Haberler

    Peru 44 yıllık hasrete son vermenin eşiğinde

    Abone Ol

    "Seni sevmekten nasıl vazgeçerim?" Peru tribünlerinden gelen coşkulu davul seslerinin eşliğinde sorulan bu soru, kalpleri ısıtan cinsten bir tezahürat. Futbolda birçok farklı tezahürat biçimi duymaya alışkınız.

    "Seni sevmekten nasıl vazgeçerim?"

    Peru tribünlerinden gelen coşkulu davul seslerinin eşliğinde sorulan bu soru, kalpleri ısıtan cinsten bir tezahürat.
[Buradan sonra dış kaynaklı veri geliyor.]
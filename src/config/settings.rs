use clap::ArgMatches;
use log::{debug, info};
use serde::{Deserialize, Serialize};
use std::path::Path;
use std::time::Duration;

use crate::devices::{crane_channels, SensorChannel, ValueRange};
use crate::output::telegram::{SentenceKind, TalkerId, TelegramSpec};
use crate::utils::error::SimulationError;

#[derive(Debug, Clone, Serialize, Deserialize)]
#[serde(default)]
pub struct SimulationConfig {
    // Simulation clock
    pub tick_interval_ms: u64,
    pub tick_limit: Option<u64>,
    pub seed: Option<u64>,

    pub sensor_count: usize,

    // Network
    pub host: String,
    pub register_port: u16,
    pub telegram_port: u16,
    pub max_clients: usize,

    // Register surface
    pub register_base: u16,
    pub register_count: u16,

    // Telegram surface
    pub talker_id: String,
    pub sentence: SentenceKind,
    pub precision: usize,

    // Pipeline tuning
    pub queue_depth: usize,
    pub write_timeout_ms: u64,
    pub drain_timeout_ms: u64,

    // Value ranges stay last so they serialize as trailing TOML tables
    pub register_range: ValueRange,
    pub angular_rate_range: ValueRange,
}

impl Default for SimulationConfig {
    fn default() -> Self {
        Self {
            tick_interval_ms: 2000,
            tick_limit: None,
            seed: None,

            sensor_count: 4,

            host: "127.0.0.1".to_string(),
            register_port: 502,
            telegram_port: 8888,
            max_clients: 3,

            register_base: 0,
            register_count: 100,

            talker_id: "MG".to_string(),
            sentence: SentenceKind::Rot,
            precision: 1,

            queue_depth: 16,
            write_timeout_ms: 1000,
            drain_timeout_ms: 500,

            register_range: ValueRange::new(1.0, 100.0),
            angular_rate_range: ValueRange::new(0.0, 360.0),
        }
    }
}

impl SimulationConfig {
    pub fn from_file<P: AsRef<Path>>(path: P) -> Result<Self, SimulationError> {
        let path = path.as_ref();
        let content = std::fs::read_to_string(path).map_err(|e| {
            SimulationError::ConfigError(format!("Failed to read {}: {}", path.display(), e))
        })?;
        let config: SimulationConfig = toml::from_str(&content)?;
        info!("📄 Loaded configuration from {}", path.display());
        Ok(config)
    }

    pub fn save_to_file<P: AsRef<Path>>(&self, path: P) -> Result<(), SimulationError> {
        if let Some(parent) = path.as_ref().parent() {
            std::fs::create_dir_all(parent)?;
        }
        std::fs::write(path, self.to_toml()?)?;
        Ok(())
    }

    pub fn to_toml(&self) -> Result<String, SimulationError> {
        toml::to_string_pretty(self)
            .map_err(|e| SimulationError::ConfigError(format!("TOML serialization failed: {}", e)))
    }

    /// Loads the optional `--config` file and applies command line overrides.
    pub fn from_matches(matches: &ArgMatches) -> Result<Self, SimulationError> {
        let mut config = match matches.get_one::<String>("config") {
            Some(path) => Self::from_file(path)?,
            None => Self::default(),
        };
        config.apply_matches(matches)?;
        Ok(config)
    }

    fn apply_matches(&mut self, matches: &ArgMatches) -> Result<(), SimulationError> {
        if let Some(host) = matches.get_one::<String>("host") {
            self.host = host.clone();
        }
        if let Some(port) = parse_arg::<u16>(matches, "register-port")? {
            self.register_port = port;
        }
        if let Some(port) = parse_arg::<u16>(matches, "telegram-port")? {
            self.telegram_port = port;
        }
        if let Some(interval) = parse_arg::<u64>(matches, "interval-ms")? {
            self.tick_interval_ms = interval;
        }
        if let Some(count) = parse_arg::<usize>(matches, "sensors")? {
            self.sensor_count = count;
        }
        if let Some(max) = parse_arg::<usize>(matches, "max-clients")? {
            self.max_clients = max;
        }
        if let Some(seed) = parse_arg::<u64>(matches, "seed")? {
            self.seed = Some(seed);
        }
        if let Some(ticks) = parse_arg::<u64>(matches, "ticks")? {
            self.tick_limit = Some(ticks);
        }
        debug!("⚙️  Effective configuration: {:?}", self);
        Ok(())
    }

    /// Rejects any configuration the simulation could not run with.
    pub fn validate(&self) -> Result<(), SimulationError> {
        if self.tick_interval_ms == 0 {
            return Err(SimulationError::ConfigError(
                "tick interval must be greater than zero".to_string(),
            ));
        }
        if self.sensor_count == 0 {
            return Err(SimulationError::ConfigError(
                "at least one register sensor is required".to_string(),
            ));
        }
        if self.max_clients == 0 {
            return Err(SimulationError::ConfigError(
                "max_clients must be at least 1".to_string(),
            ));
        }
        if self.write_timeout_ms == 0 || self.drain_timeout_ms == 0 {
            return Err(SimulationError::ConfigError(
                "write and drain timeouts must be greater than zero".to_string(),
            ));
        }
        if self.queue_depth == 0 {
            return Err(SimulationError::ConfigError(
                "queue_depth must be at least 1".to_string(),
            ));
        }

        self.register_range.validate("register")?;
        self.angular_rate_range.validate("angular rate")?;
        if self.register_range.min < 0.0 || self.register_range.max > f64::from(u16::MAX) {
            return Err(SimulationError::ConfigError(format!(
                "register range ({}, {}) must lie within 0..={}",
                self.register_range.min,
                self.register_range.max,
                u16::MAX
            )));
        }
        if self.register_range.min.ceil() > self.register_range.max.floor() {
            return Err(SimulationError::ConfigError(format!(
                "register range ({}, {}) contains no whole number",
                self.register_range.min, self.register_range.max
            )));
        }

        let last_address = u32::from(self.register_base) + self.sensor_count as u32;
        if last_address > u32::from(self.register_count) {
            return Err(SimulationError::ConfigError(format!(
                "{} sensors starting at register {} do not fit into a bank of {} registers",
                self.sensor_count, self.register_base, self.register_count
            )));
        }

        TalkerId::parse(&self.talker_id)?;
        if self.precision > 6 {
            return Err(SimulationError::ConfigError(format!(
                "precision {} exceeds 6 decimal places",
                self.precision
            )));
        }
        Ok(())
    }

    pub fn tick_interval(&self) -> Duration {
        Duration::from_millis(self.tick_interval_ms)
    }

    pub fn write_timeout(&self) -> Duration {
        Duration::from_millis(self.write_timeout_ms)
    }

    pub fn drain_timeout(&self) -> Duration {
        Duration::from_millis(self.drain_timeout_ms)
    }

    pub fn telegram_address(&self) -> String {
        format!("{}:{}", self.host, self.telegram_port)
    }

    pub fn register_address(&self) -> String {
        format!("{}:{}", self.host, self.register_port)
    }

    pub fn channels(&self) -> Vec<SensorChannel> {
        crane_channels(self.sensor_count, self.register_range, self.angular_rate_range)
    }

    pub fn telegram_spec(&self) -> Result<TelegramSpec, SimulationError> {
        Ok(TelegramSpec::new(
            TalkerId::parse(&self.talker_id)?,
            self.sentence,
            self.precision,
        ))
    }
}

fn parse_arg<T>(matches: &ArgMatches, name: &str) -> Result<Option<T>, SimulationError>
where
    T: std::str::FromStr,
    T::Err: std::fmt::Display,
{
    match matches.get_one::<String>(name) {
        Some(raw) => raw.parse::<T>().map(Some).map_err(|e| {
            SimulationError::ConfigError(format!("invalid value '{}' for --{}: {}", raw, name, e))
        }),
        None => Ok(None),
    }
}

#[cfg(test)]
mod tests {
    use super::*;

    #[test]
    fn test_default_config_is_valid() {
        let config = SimulationConfig::default();
        assert!(config.validate().is_ok());
        assert_eq!(config.tick_interval(), Duration::from_secs(2));
        assert_eq!(config.telegram_address(), "127.0.0.1:8888");
        assert_eq!(config.channels().len(), 5);
    }

    #[test]
    fn test_invalid_configs_are_rejected() {
        let cases: Vec<Box<dyn Fn(&mut SimulationConfig)>> = vec![
            Box::new(|c| c.tick_interval_ms = 0),
            Box::new(|c| c.sensor_count = 0),
            Box::new(|c| c.max_clients = 0),
            Box::new(|c| c.register_range = ValueRange::new(50.0, 50.0)),
            Box::new(|c| c.angular_rate_range = ValueRange::new(360.0, 0.0)),
            Box::new(|c| c.angular_rate_range = ValueRange::new(-1e308, 1e308)),
            Box::new(|c| c.write_timeout_ms = 0),
            Box::new(|c| c.drain_timeout_ms = 0),
            Box::new(|c| c.register_range = ValueRange::new(-5.0, 10.0)),
            Box::new(|c| c.register_range = ValueRange::new(1.2, 1.8)),
            Box::new(|c| c.register_base = 98),
            Box::new(|c| c.talker_id = "M".to_string()),
        ];

        for (i, mutate) in cases.iter().enumerate() {
            let mut config = SimulationConfig::default();
            mutate(&mut config);
            assert!(
                matches!(config.validate(), Err(SimulationError::ConfigError(_))),
                "case {} should be rejected",
                i
            );
        }
    }

    #[test]
    fn test_partial_toml_uses_defaults() {
        let config: SimulationConfig = toml::from_str(
            r#"
            tick_interval_ms = 100
            telegram_port = 9000
            sentence = "MTW"

            [register_range]
            min = 20.0
            max = 90.0
            "#,
        )
        .unwrap();

        assert_eq!(config.tick_interval_ms, 100);
        assert_eq!(config.telegram_port, 9000);
        assert_eq!(config.sentence, SentenceKind::Mtw);
        assert_eq!(config.register_range, ValueRange::new(20.0, 90.0));
        assert_eq!(config.sensor_count, 4);
        assert_eq!(config.max_clients, 3);
        assert!(config.validate().is_ok());
    }

    #[test]
    fn test_toml_round_trip() {
        let mut config = SimulationConfig::default();
        config.seed = Some(11);
        let text = config.to_toml().unwrap();
        let parsed: SimulationConfig = toml::from_str(&text).unwrap();
        assert_eq!(parsed.seed, Some(11));
        assert_eq!(parsed.talker_id, config.talker_id);
    }
}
    Futbolda birçok farklı tezahürat biçimi duymaya alışkınız. Bunlar genellikle melodinin ve naifliğin feda edildiği, dikkat çekici, suratta patlayan bir tokat etkisi yaratan coşkulu sözler bütünü olarak karşımıza çıkıyor. (Brezilya’nın meşhur Mil Gols tezahüratı gibi) Ancak Peru tribünlerinden yükselen sesler genelgeçer tribün kültürlerinin ürettiklerinden çok daha farklı; çok daha romantik...

    "Sen benim canımsın Peru, beni yaratan kutsanmış topraklar" dizeleriyle başlayan o meşhur tezahüratı Perulu futbolseverler hep birlikte ellerini gökyüzüne doğru kaldırarak söylüyor ve ekliyorlar: “Seni sevmekten nasıl vazgeçerim?”

    Perulu taraftarların tezahüratı oldukça duygusal ve dokunaklı ancak geniş bir perspektiften bakarsak futbolun Peru halkı için ne anlama geldiğinin de bir kanıtı. Hemen hemen tüm Güney Amerika ülkeleri gibi "ulusal gurur" olgusuna çok büyük önem atfeden Peru halkı, komşularına oranla futbola çok daha naif yaklaşıyor ve tribünlerde, genellikle bir festivaldelermiş gibi eğleniyor. Ancak Arena do Gremio’daki Copa America yarı final karşılaşmasının başlama vuruşu öncesi tribünlerdeki durum her zamankinden biraz daha farklıydı. Peru tribünlerinde görmeye alıştığımız coşku, yerini heyecan ve gergin bir bekleyişe bırakmıştı.

    Grup aşamasında Brezilya karşısında alınan 5-0’lık ağır mağlubiyet, Venezuela önündeki golsüz beraberlik ve zayıf Bolivya’ya karşı alınan 3-1’lik galibiyet Peru’nun çeyrek finale yükselmesi için yeterli olsa da oynanan futbol ileriki turlar için hiç de ümit vadetmiyordu.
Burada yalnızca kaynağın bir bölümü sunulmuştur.